2. Entitlement to an effective date earlier than May 5, 2014 for the grant of service connection for radiculopathy of the sciatic nerve on the right lower extremity.
3. Entitlement to an effective date earlier than May 5, 2014 for the grant of service connection for radiculopathy of the sciatic nerve on the left lower extremity
REPRESENTATION
Appellant represented by: Disabled American Veterans
WITNESS AT HEARING ON APPEAL
Appellant
ATTORNEY FOR THE BOARD
Sarah Richmond, Counsel
INTRODUCTION
The Veteran served on active duty from June 1966 to March 1969, active duty for training from April 1987 to December 1987, and active duty from June 1988 to May 1989.

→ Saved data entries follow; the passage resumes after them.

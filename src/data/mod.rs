//! In-memory frame history.

pub mod ring_buffer;

pub use ring_buffer::RingBuffer;
//! Named camera driver factories.

use super::camera::{CameraDriver, CameraOptions};
use super::simulated::SimulatedCamera;
use crate::error::AcquisitionError;
use std::collections::HashMap;

type DriverFactory = Box<dyn Fn(CameraOptions) -> Box<dyn CameraDriver> + Send + Sync>;

/// Camera drivers by name.
///
/// New hardware is supported by registering a factory; the acquisition loop
/// never needs to know about concrete driver types.
pub struct CameraRegistry {
    factories: HashMap<String, DriverFactory>,
}

impl Default for CameraRegistry {
    fn default() -> Self {
        Self::with_defaults()
    }
}

impl CameraRegistry {
    /// Registry with no drivers.
    pub fn empty() -> Self {
        Self {
            factories: HashMap::new(),
        }
    }

    /// Registry with the built-in `simulated` driver.
    pub fn with_defaults() -> Self {
        let mut registry = Self::empty();
        registry.register("simulated", |options| Box::new(SimulatedCamera::new(options)));
        registry
    }

    /// Add or replace the factory for `name`.
    pub fn register<F>(&mut self, name: &str, factory: F)
    where
        F: Fn(CameraOptions) -> Box<dyn CameraDriver> + Send + Sync + 'static,
    {
        self.factories.insert(name.to_string(), Box::new(factory));
    }

    /// Instantiate the driver registered as `name`.
    pub fn create(
        &self,
        name: &str,
        options: CameraOptions,
    ) -> Result<Box<dyn CameraDriver>, AcquisitionError> {
        self.factories
            .get(name)
            .map(|factory| factory(options))
            .ok_or_else(|| AcquisitionError::UnknownSource(name.to_string()))
    }

    /// Registered driver names, sorted.
    pub fn names(&self) -> Vec<&str> {
        let mut names: Vec<&str> = self.factories.keys().map(String::as_str).collect();
        names.sort_unstable();
        names
    }
}

#[cfg(test)]
mod tests {
    use super::*;

    #[test]
    fn test_unknown_driver() {
        let registry = CameraRegistry::with_defaults();
        let err = registry.create("ximea", CameraOptions::default()).err().unwrap();
        assert_eq!(err.to_string(), "ximea is not a valid camera type");
    }

    #[test]
    fn test_register_custom_driver() {
        let mut registry = CameraRegistry::empty();
        assert!(registry.names().is_empty());
        registry.register("tiny", |options| {
            Box::new(SimulatedCamera::new(options).with_sensor(4, 4))
        });
        let driver = registry.create("tiny", CameraOptions::default()).unwrap();
        assert_eq!(driver.name(), "simulated");
        assert_eq!(registry.names(), vec!["tiny"]);
    }
}
impl AcquisitionLoop {
    /// Open `source` and build a loop around it.
    ///
    /// Fails with [`AcquisitionError::SourceOpen`] if the source cannot be
    /// opened; the source is released in that case too.
    pub fn open(
        mut source: Box<dyn FrameSource>,
        settings: LoopSettings,
        io: LoopIo,
    ) -> Result<Self, AcquisitionError> {
        let status = match source.open() {
            Ok(status) => status,
            Err(err) => {
                source.release();
                return Err(AcquisitionError::SourceOpen(err));
            }
        };
        io.diagnostics.emit(Diagnostic::info(status));

        let framerate = settings
            .framerate
            .or_else(|| source.nominal_framerate())
            .filter(|r| r.is_finite() && *r > 0.0)
            .unwrap_or(control::DEFAULT_FRAMERATE);
        let state = ControlState {
            framerate,
            replay: settings.replay,
            replay_fps: settings.replay_fps,
            paused: false,
            offset: settings.offset,
            ring_buffer_length: settings.ring_buffer_length,
        };
        let mode = Mode::from_state(&state);

        let mut acq = Self {
            ring: RingBuffer::new(settings.ring_buffer_length),
            pacer: Pacer::default(),
            meter: FramerateMeter::with_sender(settings.framerate_window, io.framerate),
            output: io.output,
            control: io.control,
            kill: io.kill,
            diagnostics: io.diagnostics,
            source,
            settings,
            state,
            mode,
            next_index: 0,
            summary: AcquisitionSummary::default(),
            consumers_gone: false,
            released: false,
        };
        acq.pacer.set_rate(acq.pacing_rate());
        info!(
            "Acquisition started from {} in {:?} mode at {:.1} Hz",
            acq.source.describe(),
            acq.mode,
            acq.pacing_rate()
        );
        Ok(acq)
    }

    /// Open the source on a dedicated thread and run the loop there.
    ///
    /// Returns once the source has been opened, so open failures surface
    /// here and acquisition never starts.
    pub fn spawn(
        source: Box<dyn FrameSource>,
        settings: LoopSettings,
        io: LoopIo,
    ) -> Result<AcquisitionHandle, AcquisitionError> {
        let (init_tx, init_rx) = std::sync::mpsc::sync_channel(1);
        let kill = io.kill.clone();

        let join = std::thread::Builder::new()
            .name("acquisition".to_string())
            .spawn(move || match AcquisitionLoop::open(source, settings, io) {
                Ok(acq) => {
                    let _ = init_tx.send(Ok(()));
                    acq.run()
                }
                Err(err) => {
                    let _ = init_tx.send(Err(err));
                    AcquisitionSummary::default()
                }
            })
            .map_err(AcquisitionError::ThreadSpawn)?;

        match init_rx.recv() {
            Ok(Ok(())) => Ok(AcquisitionHandle {
                kill,
                join: Some(join),
            }),
            Ok(Err(err)) => {
                let _ = join.join();
                Err(err)
            }
            Err(_) => match join.join() {
                Err(_) => Err(AcquisitionError::WorkerPanicked),
                Ok(_) => Err(AcquisitionError::WorkerLost),
            },
        }
    }

    /// Iterate until stopped, then release the source.
    pub fn run(mut self) -> AcquisitionSummary {
        loop {
            if let StepOutcome::Stopped(reason) = self.step() {
                self.summary.stop_reason = Some(reason);
                break;
            }
        }
        self.release();
        info!(
            "Acquisition stopped ({:?}): {} produced, {} forwarded, {} dropped",
            self.summary.stop_reason,
            self.summary.frames_produced,
            self.summary.frames_forwarded,
            self.summary.frames_dropped
        );
        self.summary.clone()
    }

    /// Execute exactly one iteration.
    pub fn step(&mut self) -> StepOutcome {
        if self.kill.wait_timeout(self.settings.kill_poll_timeout) {
            debug!("Kill signal received");
            return StepOutcome::Stopped(StopReason::Killed);
        }

        if let Some(update) = self.control.drain(self.settings.control_poll_timeout) {
            self.apply_controls(&update);
        }

        match self.mode {
            Mode::Live => self.step_live(),
            Mode::Paused => {
                self.step_paused();
                StepOutcome::Continue
            }
            Mode::Replay => self.step_replay(),
        }
    }

    fn step_live(&mut self) -> StepOutcome {
        let image = match self.source.read() {
            Ok(ReadOutcome::Frame(image)) => image,
            Ok(ReadOutcome::Missed) => {
                self.summary.transient_failures += 1;
                warn!("No frame from {}", self.source.describe());
                return StepOutcome::Continue;
            }
            Ok(ReadOutcome::EndOfStream) => return StepOutcome::Stopped(StopReason::EndOfStream),
            Err(err) => {
                self.summary.transient_failures += 1;
                warn!("Frame read failed: {}", err);
                return StepOutcome::Continue;
            }
        };

        let image = if self.settings.rotation % 4 != 0 {
            image.rotated(self.settings.rotation)
        } else {
            image
        };
        let frame = Frame::new(self.next_index, image);
        self.next_index += 1;
        self.summary.frames_produced += 1;
        self.ring.put(frame.clone());

        self.pacer.wait();
        self.forward(frame);
        self.emitted();
        StepOutcome::Continue
    }

    fn step_paused(&mut self) {
        self.pacer.wait();
        match self.ring.most_recent() {
            Ok(frame) => {
                self.forward(frame);
                self.emitted();
            }
            Err(err) => {
                trace!("Paused with {}", err);
                self.pacer.mark(Instant::now());
            }
        }
    }

    fn step_replay(&mut self) -> StepOutcome {
        if !self.settings.loop_playback && self.ring.history_exhausted() {
            return StepOutcome::Stopped(StopReason::ReplayComplete);
        }
        self.pacer.wait();
        match self.ring.get() {
            Ok(frame) => {
                self.forward(frame);
                self.emitted();
            }
            Err(err) => {
                trace!("Replay with {}", err);
                self.pacer.mark(Instant::now());
            }
        }
        StepOutcome::Continue
    }

    fn emitted(&mut self) {
        let now = Instant::now();
        self.pacer.mark(now);
        self.meter.tick(now);
    }

    /// Hand `frame` to the output queue if the admission policy allows it.
    fn forward(&mut self, frame: Frame) {
        let threshold = self.settings.n_consumers + 2;
        if self.output.pending() >= threshold {
            self.drop_frame(&frame);
            return;
        }
        let seq = frame.sequence_index;
        match self.output.try_enqueue(frame) {
            Ok(()) => self.summary.frames_forwarded += 1,
            Err(QueueError::Full) => {
                self.summary.frames_dropped += 1;
                warn!("Dropped frame {} (queue full)", seq);
                self.diagnostics.emit(Diagnostic::warning("Dropped frame"));
            }
            Err(QueueError::Disconnected) => {
                if !self.consumers_gone {
                    warn!("Output queue has no consumers; frames are discarded");
                    self.diagnostics.emit(Diagnostic::error("Output queue disconnected"));
                    self.consumers_gone = true;
                }
            }
        }
    }

    fn drop_frame(&mut self, frame: &Frame) {
        self.summary.frames_dropped += 1;
        warn!("Dropped frame {}", frame.sequence_index);
        self.diagnostics.emit(Diagnostic::warning("Dropped frame"));
    }

    fn apply_controls(&mut self, update: &ControlUpdate) {
        let previous_mode = self.mode;
        let applied = self.state.apply(update);

        for err in &applied.rejected {
            self.summary.rejected_controls += 1;
            warn!("Ignoring control value: {}", err);
        }
        if let Some(len) = applied.ring_buffer_length_changed {
            info!("Ring buffer resized to {} frames; history discarded", len);
            self.ring.resize(len);
        }
        for (name, value) in &applied.forwarded {
            if let Err(err) = self.source.set(name, value) {
                self.summary.rejected_controls += 1;
                warn!("{} rejected {} = {}: {}", self.source.describe(), name, value, err);
            }
        }
        if let Some(offset) = applied.offset_changed {
            debug!("Offset set to {}", offset);
            self.ring.seek(offset);
            if let Err(err) = self.source.seek(offset) {
                warn!("Seek to {} failed: {}", offset, err);
            }
        }

        let mode = Mode::from_state(&self.state);
        if mode != previous_mode {
            info!("Acquisition mode {:?} -> {:?}", previous_mode, mode);
            self.mode = mode;
            if mode == Mode::Replay {
                self.ring.seek(self.state.offset);
            }
            self.pacer.reset();
            self.meter.reset();
        }
        if mode != previous_mode || applied.framerate_changed || applied.replay_fps_changed {
            self.pacer.set_rate(self.pacing_rate());
        }
    }

    fn pacing_rate(&self) -> f64 {
        match self.mode {
            Mode::Replay => self.state.replay_fps,
            Mode::Live | Mode::Paused => self.state.framerate,
        }
    }

    fn release(&mut self) {
        if !self.released {
            self.source.release();
            self.released = true;
        }
    }

    /// Current mode.
    pub fn mode(&self) -> Mode {
        self.mode
    }

    /// Current control state.
    pub fn control_state(&self) -> &ControlState {
        &self.state
    }

    /// The loop's frame history.
    pub fn ring_buffer(&self) -> &RingBuffer {
        &self.ring
    }

    /// Counters so far.
    pub fn summary(&self) -> &AcquisitionSummary {
        &self.summary
    }

    /// Active pacing interval.
    pub fn pacing_interval(&self) -> Option<Duration> {
        self.pacer.interval()
    }
}

impl Drop for AcquisitionLoop {
    fn drop(&mut self) {
        self.release();
    }
}

/// Owner-side handle of a spawned loop.
///
/// Dropping the handle sets the kill signal and waits for the thread.
pub struct AcquisitionHandle {
    kill: KillSignal,
    join: Option<JoinHandle<AcquisitionSummary>>,
}

impl AcquisitionHandle {
    /// The loop's kill signal.
    pub fn kill_signal(&self) -> &KillSignal {
        &self.kill
    }

    /// True once the loop thread has exited.
    pub fn is_finished(&self) -> bool {
        self.join.as_ref().map_or(true, JoinHandle::is_finished)
    }

    /// Set the kill signal and wait for the loop to exit.
    pub fn stop(mut self) -> Result<AcquisitionSummary, AcquisitionError> {
        self.kill.set();
        self.wait()
    }

    /// Wait for the loop to stop by itself.
    pub fn join(mut self) -> Result<AcquisitionSummary, AcquisitionError> {
        self.wait()
    }

    fn wait(&mut self) -> Result<AcquisitionSummary, AcquisitionError> {
        match self.join.take() {
            Some(join) => join.join().map_err(|_| AcquisitionError::WorkerPanicked),
            None => Err(AcquisitionError::WorkerLost),
        }
    }
}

This matter comes before the Board of Veterans' Appeals (the Board) on appeal from rating decisions of the Department of Veterans Affairs (VA) Regional Office (RO) in Cleveland. In February 2008, the RO reduced the Veteran's disability rating for his lumbar spine disability. The Veteran and his representative presented testimony in support of his claim at a September 2010 video conference hearing before the undersigned Veterans Law Judge (VLJ). The Board finds that it would serve no useful purpose to go into any further detail as to the history of the increased rating claim for lumbar spine disability, as that claim is no longer on appeal, except insofar as a derivate claim for entitlement to a TDIU has been raised, pursuant to Rice v. Shinseki, 22 Vet. App. 447 (2009). See May 2014 RO Rating Decision; February 2015 Joint Motion for An Order Partially Vacating the Board Decision.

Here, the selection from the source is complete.